Mass loss from the Greenland Ice Sheet is likely to be higher in this century than at any time in the past 12,000 years, according to a new study in the journal Nature.
The findings are based on simulations of high-carbon-emission scenarios for the southwest region, but the researchers say rates of ice loss there tend to correspond tightly with changes across the entire ice sheet.
The project was led by the University at Buffalo, US, and brought together climate modellers, ice core scientists, remote sensing experts and paleoclimate researchers from a range of institutions.
They used a state-of-the-art ice sheet model to simulate changes starting from the beginning of the Holocene epoch some 12,000 years ago and extending forward to 2100.
The modelled results matched up well, they say, with data tied to actual measurements of the ice sheet made by satellites and aerial surveys in recent decades, and with fieldwork identifying the ice sheet’s ancient boundaries.
“We have long timelines of temperature change, past to present to future, that show the influence of greenhouse gases on Earth’s temperature,” says lead author Jason Briner.
“[N]ow, for the first time, we have a long timeline of the impacts of that temperature – in the form of Greenland Ice Sheet melt – from the past to present to future. And what it shows is eye-opening.”
The simulations, as reported, found the largest mass losses in the past (between 10,000 and 7000 years ago) were at rates of around 6000 billion tonnes per century, similar to the estimated 6100 billion for the start of this century (2000–2018).
However, projected mass losses for the rest of this century are in the range of 8800 to 35,900 billion tonnes, based on the lowest and highest greenhouse gas emissions scenarios, respectively.
If that’s correct, ice losses this century could reverse 4000 years of cumulative ice growth and exceed previous mass-loss rates by about fourfold, the authors say.

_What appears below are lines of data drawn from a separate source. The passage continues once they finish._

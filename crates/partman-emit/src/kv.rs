//! `KEY=value` layout description for build systems.

use partman_core::Layout;

use crate::header::macro_name;

/// One `PM_<NAME>_ADDRESS`, `PM_<NAME>_SIZE` and `PM_<NAME>_ID` line per
/// area in address order, followed by `PM_NUM`.
pub fn render_kv_config(layout: &Layout) -> String {
    let mut out = String::new();
    for (id, (name, region)) in layout.by_address().into_iter().enumerate() {
        let name = macro_name(name);
        out.push_str(&format!("PM_{name}_ADDRESS={:#x}\n", region.address));
        out.push_str(&format!("PM_{name}_SIZE={:#x}\n", region.size));
        out.push_str(&format!("PM_{name}_ID={id}\n"));
    }
    out.push_str(&format!("PM_NUM={}\n", layout.len()));
    out
}

#[cfg(test)]
mod tests {
    use super::*;
    use partman_core::{resolve_layout, NoSizes, PartitionTable, Placement};

    #[test]
    fn lines_in_address_order() {
        let table = PartitionTable::new()
            .with("provision", Placement::Last, Some(0x1000))
            .with("b0", Placement::Before(vec!["app".into()]), Some(0x8000))
            .with("app", Placement::Anchor, None);
        let layout = resolve_layout(table, &NoSizes, 0x10_0000).unwrap().layout;

        assert_eq!(
            render_kv_config(&layout),
            "PM_B0_ADDRESS=0x0\n\
             PM_B0_SIZE=0x8000\n\
             PM_B0_ID=0\n\
             PM_APP_ADDRESS=0x8000\n\
             PM_APP_SIZE=0xf7000\n\
             PM_APP_ID=1\n\
             PM_PROVISION_ADDRESS=0xff000\n\
             PM_PROVISION_SIZE=0x1000\n\
             PM_PROVISION_ID=2\n\
             PM_NUM=3\n"
        );
    }
}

“We built an extremely detailed geologic history of how the margin of the southwestern Greenland Ice Sheet moved through time by measuring beryllium-10 in boulders that sit on moraines,” says co-author Nicolás Young from Columbia University.
“Moraines are large piles of debris that you can find on the landscape that mark the former edge of an ice sheet or glacier. A beryllium-10 measurement tells you how long that boulder and moraine have been sitting there, and therefore tells you when the ice sheet was at that exact spot and deposited that boulder.
“Amazingly, the model reproduced the geologic reconstruction really well. This gave us confidence that the ice sheet model was performing well and giving us meaningful results.”